But getting power to those boats is another challenge altogether.

Washington State Ferries dodged a bullet.

John Vezina, the ferry system’s head of planning, recalled that some time ago, ferry officials told the City of Seattle how much power they’d need at Colman Dock to charge the coming hybrid electric boats; the new ships are expected to come online starting in 2028.

RELATED: A sneak peak at Washington’s planned hybrid electric ferries

When it happened, Seattle was in the process of upgrading its seawall.

Vezina said city officials told the ferry folks that if their request had come one week later, that would have been too late. Seawall work would have made such an electrical connection much more expensive.

But luck ruled the day, and the city was able to slip the work in.
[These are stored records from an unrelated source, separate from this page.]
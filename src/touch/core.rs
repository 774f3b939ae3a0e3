use glam::Vec2;
use log::{debug, trace};

use super::{
    circle, classify,
    events::Subscribers,
    mouse::MouseEmulator,
    normalize_phase, EventKind, Gesture, GestureCircle, GestureParams, InputSource, NoInput,
    PointerSample, RayCaster, RayHit, SubscriptionToken, TouchEvent, TouchPhase, TouchSlot,
};
use crate::config::{ConfigError, GestureConfig};

/// Fixed-capacity pool of touch slots driven once per host frame.
///
/// Pointer ids map onto slots with `id % capacity`. Every sample runs through
/// [`normalize_phase`] and the per-slot state machine; finished touches are
/// classified and all resulting events are dispatched synchronously, before
/// the call that fed the sample returns.
pub struct TouchManager<S = NoInput> {
    config: GestureConfig,
    slots: Vec<TouchSlot>,
    subscribers: Subscribers,
    source: S,
    ray_caster: Option<Box<dyn RayCaster>>,
    mouse: MouseEmulator,
    mouse_emulation: bool,
    frame: Vec<PointerSample>,
}

impl TouchManager<NoInput> {
    /// Manager without a polling source, fed through
    /// [`TouchManager::process_pointers`] and [`TouchManager::process_mouse`].
    pub fn without_source(config: GestureConfig) -> Result<Self, ConfigError> {
        Self::new(config, NoInput)
    }
}

impl<S: InputSource> TouchManager<S> {
    /// Advances the pool by one host frame.
    ///
    /// With mouse emulation enabled the source's button and cursor drive
    /// slot 0; otherwise the source's pointer list is applied in order.
    pub fn tick(&mut self) {
        if self.mouse_emulation {
            let down = self.source.button_down();
            let cursor = self.source.cursor_position();
            self.process_mouse(down, cursor);
            return;
        }

        let mut frame = std::mem::take(&mut self.frame);
        frame.clear();
        self.source.poll(&mut frame);
        self.process_pointers(&frame);
        self.frame = frame;
    }
}

impl<S> TouchManager<S> {
    pub fn new(config: GestureConfig, source: S) -> Result<Self, ConfigError> {
        config.validate()?;
        Ok(Self {
            config,
            slots: vec![TouchSlot::default(); config.capacity],
            subscribers: Subscribers::new(),
            source,
            ray_caster: None,
            mouse: MouseEmulator::new(),
            mouse_emulation: config.mouse_emulation,
            frame: Vec::with_capacity(config.capacity),
        })
    }

    pub fn config(&self) -> &GestureConfig {
        &self.config
    }

    pub fn capacity(&self) -> usize {
        self.slots.len()
    }

    pub fn source(&self) -> &S {
        &self.source
    }

    pub fn source_mut(&mut self) -> &mut S {
        &mut self.source
    }

    pub fn set_ray_caster<R>(&mut self, ray_caster: R)
    where
        R: RayCaster + 'static,
    {
        self.ray_caster = Some(Box::new(ray_caster));
    }

    pub fn clear_ray_caster(&mut self) {
        self.ray_caster = None;
    }

    pub fn mouse_emulation(&self) -> bool {
        self.mouse_emulation
    }

    /// Switches between native pointers and the emulated mouse pointer.
    ///
    /// Touches live at the switch belong to the old source: each one fires
    /// `Canceled` and its slot is retired. A half-finished mouse press is
    /// forgotten.
    pub fn set_mouse_emulation(&mut self, enabled: bool) {
        if self.mouse_emulation == enabled {
            return;
        }
        debug!("touch: mouse_emulation enabled={}", enabled);
        self.cancel_live_slots();
        self.mouse.reset();
        self.mouse_emulation = enabled;
    }

    pub fn events_blocked(&self) -> bool {
        self.subscribers.is_blocked()
    }

    /// Suppresses dispatch while slots keep tracking their touches.
    pub fn set_events_blocked(&mut self, blocked: bool) {
        self.subscribers.set_blocked(blocked);
    }

    pub fn subscribe<F>(&mut self, kind: EventKind, observer: F) -> SubscriptionToken
    where
        F: FnMut(&TouchEvent<'_>) + 'static,
    {
        self.subscribers.subscribe(kind, observer)
    }

    pub fn unsubscribe(&mut self, token: SubscriptionToken) -> bool {
        self.subscribers.unsubscribe(token)
    }

    pub fn subscriber_count(&self, kind: EventKind) -> usize {
        self.subscribers.len(kind)
    }

    pub fn slot_index(&self, pointer_id: u64) -> usize {
        (pointer_id % self.slots.len() as u64) as usize
    }

    /// Every slot, live or not, in index order.
    pub fn slots(&self) -> &[TouchSlot] {
        &self.slots
    }

    /// Live slot at `index`; `None` when out of range or not tracking a touch.
    pub fn slot(&self, index: usize) -> Option<&TouchSlot> {
        self.slots.get(index).filter(|slot| slot.valid)
    }

    /// Live slot currently bound to `pointer_id`.
    pub fn slot_for_pointer(&self, pointer_id: u64) -> Option<&TouchSlot> {
        self.slot(self.slot_index(pointer_id))
            .filter(|slot| slot.pointer_id == pointer_id)
    }

    pub fn position(&self, index: usize) -> Option<Vec2> {
        self.slot(index).map(|slot| slot.position)
    }

    pub fn start_position(&self, index: usize) -> Option<Vec2> {
        self.slot(index).map(|slot| slot.start_position)
    }

    pub fn delta_position(&self, index: usize) -> Option<Vec2> {
        self.slot(index).map(|slot| slot.delta_position)
    }

    pub fn phase(&self, index: usize) -> Option<TouchPhase> {
        self.slot(index).map(|slot| slot.phase)
    }

    pub fn active_count(&self) -> usize {
        self.slots.iter().filter(|slot| slot.valid).count()
    }

    /// Raycasts from a live slot's current position.
    pub fn pick(&self, index: usize) -> Option<RayHit> {
        let slot = self.slot(index)?;
        let ray_caster = self.ray_caster.as_deref()?;
        ray_caster.raycast(slot.position, self.config.raycast_distance)
    }

    /// Runs the circle classifier over a live slot's trajectory so far.
    pub fn classify_circle(&self, index: usize) -> Option<GestureCircle> {
        self.slot(index)
            .and_then(|slot| circle::classify(slot, &self.config.circle))
    }

    /// Applies native pointer samples in order.
    ///
    /// Feeds the pool directly, whatever [`TouchManager::mouse_emulation`]
    /// says; only [`TouchManager::tick`] selects a source. Callers mixing
    /// this with [`TouchManager::process_mouse`] share slot 0 between pointer
    /// id 0 and the mouse.
    pub fn process_pointers(&mut self, samples: &[PointerSample]) {
        for sample in samples {
            self.apply(*sample);
        }
    }

    /// Samples the mouse adapter once. Like [`TouchManager::process_pointers`]
    /// this bypasses source selection.
    pub fn process_mouse(&mut self, button_down: bool, cursor: Vec2) {
        if let Some(sample) = self.mouse.poll(button_down, cursor) {
            self.apply(sample);
        }
    }

    fn apply(&mut self, sample: PointerSample) {
        let index = self.slot_index(sample.id);
        let slot_valid = self.slots[index].valid;
        let Some(phase) = normalize_phase(slot_valid, sample.phase, sample.delta) else {
            debug!(
                "touch: stale_release slot={} id={} phase={:?}",
                index, sample.id, sample.phase
            );
            return;
        };
        trace!(
            "touch: sample slot={} id={} phase={:?} x={} y={} dx={} dy={}",
            index,
            sample.id,
            phase,
            sample.position.x,
            sample.position.y,
            sample.delta.x,
            sample.delta.y
        );

        let noise_threshold = self.config.noise_threshold;
        match phase {
            TouchPhase::Began => {
                if slot_valid {
                    debug!(
                        "touch: restart slot={} id={} previous_id={}",
                        index, sample.id, self.slots[index].pointer_id
                    );
                } else if sample.phase != TouchPhase::Began {
                    debug!(
                        "touch: resync slot={} id={} reported={:?}",
                        index, sample.id, sample.phase
                    );
                }
                self.slots[index].begin(sample.id, sample.position, sample.delta);
                self.emit(index, EventKind::Began, None);
            }
            TouchPhase::Moved => {
                self.slots[index].advance(sample.position, sample.delta, noise_threshold);
                self.emit(index, EventKind::Moved, None);
                if sample.delta.length() > self.config.directional_threshold {
                    let direction = classify::direction(sample.delta, self.config.vertical_axis);
                    self.emit(index, EventKind::moved_towards(direction), None);
                }
            }
            TouchPhase::Stationary => {
                self.slots[index].hold(sample.position, sample.delta);
            }
            TouchPhase::Ended => {
                self.slots[index].release(
                    TouchPhase::Ended,
                    sample.position,
                    sample.delta,
                    noise_threshold,
                );
                self.resolve_gesture(index);
                self.emit(index, EventKind::Ended, None);
                self.slots[index].retire();
            }
            TouchPhase::Canceled => {
                self.slots[index].release(
                    TouchPhase::Canceled,
                    sample.position,
                    sample.delta,
                    noise_threshold,
                );
                self.emit(index, EventKind::Canceled, None);
                self.slots[index].retire();
            }
        }
    }

    fn cancel_live_slots(&mut self) {
        let noise_threshold = self.config.noise_threshold;
        for index in 0..self.slots.len() {
            if !self.slots[index].valid {
                continue;
            }
            debug!(
                "touch: source_switch_cancel slot={} id={}",
                index, self.slots[index].pointer_id
            );
            let position = self.slots[index].position;
            self.slots[index].release(
                TouchPhase::Canceled,
                position,
                Vec2::ZERO,
                noise_threshold,
            );
            self.emit(index, EventKind::Canceled, None);
            self.slots[index].retire();
        }
    }

    /// Release pipeline: tap, then circle when enabled, then swipe.
    fn resolve_gesture(&mut self, index: usize) {
        let config = self.config;

        if classify::tap(&self.slots[index], config.tap_threshold) {
            self.slots[index].gesture = Gesture::Tap;
            self.emit(index, EventKind::Tap, None);
            if self.subscribers.wants(EventKind::ObjectTap) {
                if let Some(hit) = self.pick(index) {
                    self.emit(index, EventKind::ObjectTap, Some(hit));
                }
            }
            return;
        }

        if config.circle_on_release {
            if let Some(found) = circle::classify(&self.slots[index], &config.circle) {
                let slot = &mut self.slots[index];
                slot.gesture = Gesture::Circle;
                slot.gesture_params = Some(GestureParams::Circle(found));
                self.emit(index, EventKind::Circle, None);
                return;
            }
        }

        let swipe = classify::swipe(
            &self.slots[index],
            config.swipe_min_points,
            config.vertical_axis,
        );
        if let Some(direction) = swipe {
            let slot = &mut self.slots[index];
            slot.gesture = Gesture::Swipe;
            slot.gesture_params = Some(GestureParams::Swipe(direction));
            self.emit(index, EventKind::Swipe, None);
            self.emit(index, EventKind::swiped_towards(direction), None);
            return;
        }

        let slot = &mut self.slots[index];
        debug!(
            "touch: unclassified slot={} points={} travel={}",
            index,
            slot.trajectory.len(),
            slot.travel()
        );
        slot.gesture = Gesture::Other;
    }

    fn emit(&mut self, index: usize, kind: EventKind, hit: Option<RayHit>) {
        let event = TouchEvent {
            kind,
            slot_index: index,
            touch: &self.slots[index],
            hit,
        };
        self.subscribers.dispatch(&event);
    }
}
Now, there’s power waiting in an underground vault just south of Colman Dock at Pier 48. All the ferry system has to do now is run a very thick cable — about the diameter of a softball — up the street or, more likely, along the sea floor to the unfinished corner of Colman Dock known as the Southwest Notch. From there, switches will someday route power to the ferries. The power vault has already proven useful. An underwater cable from the vault brings dockside power to cruise ships, so they don’t have to run pollution-emitting engines in order to generate power while docked.

RELATED: Could opting for diesel-powered over electric ferries get Washington new boats faster?

Steve Nevey, the head of the ferry system, said every ferry terminal presents a different sort of puzzle when it comes to installing charging equipment.

“Like this terminal here is Colman Dock, it’s in the middle of downtown, in an urban area. The Fauntleroy terminal’s in the middle of a neighborhood,” he said. “It’s just a different challenge set each time.”

For one thing, there are many different power utilities to work with. And there are unrelated construction sites nearby, over which the ferry system has no control.

“They are contacting us like, ‘Hey, make sure when you run the cable down here, you’re taking into account that we’re going to build something over here and we’re going to need power, too,'” Nevey said.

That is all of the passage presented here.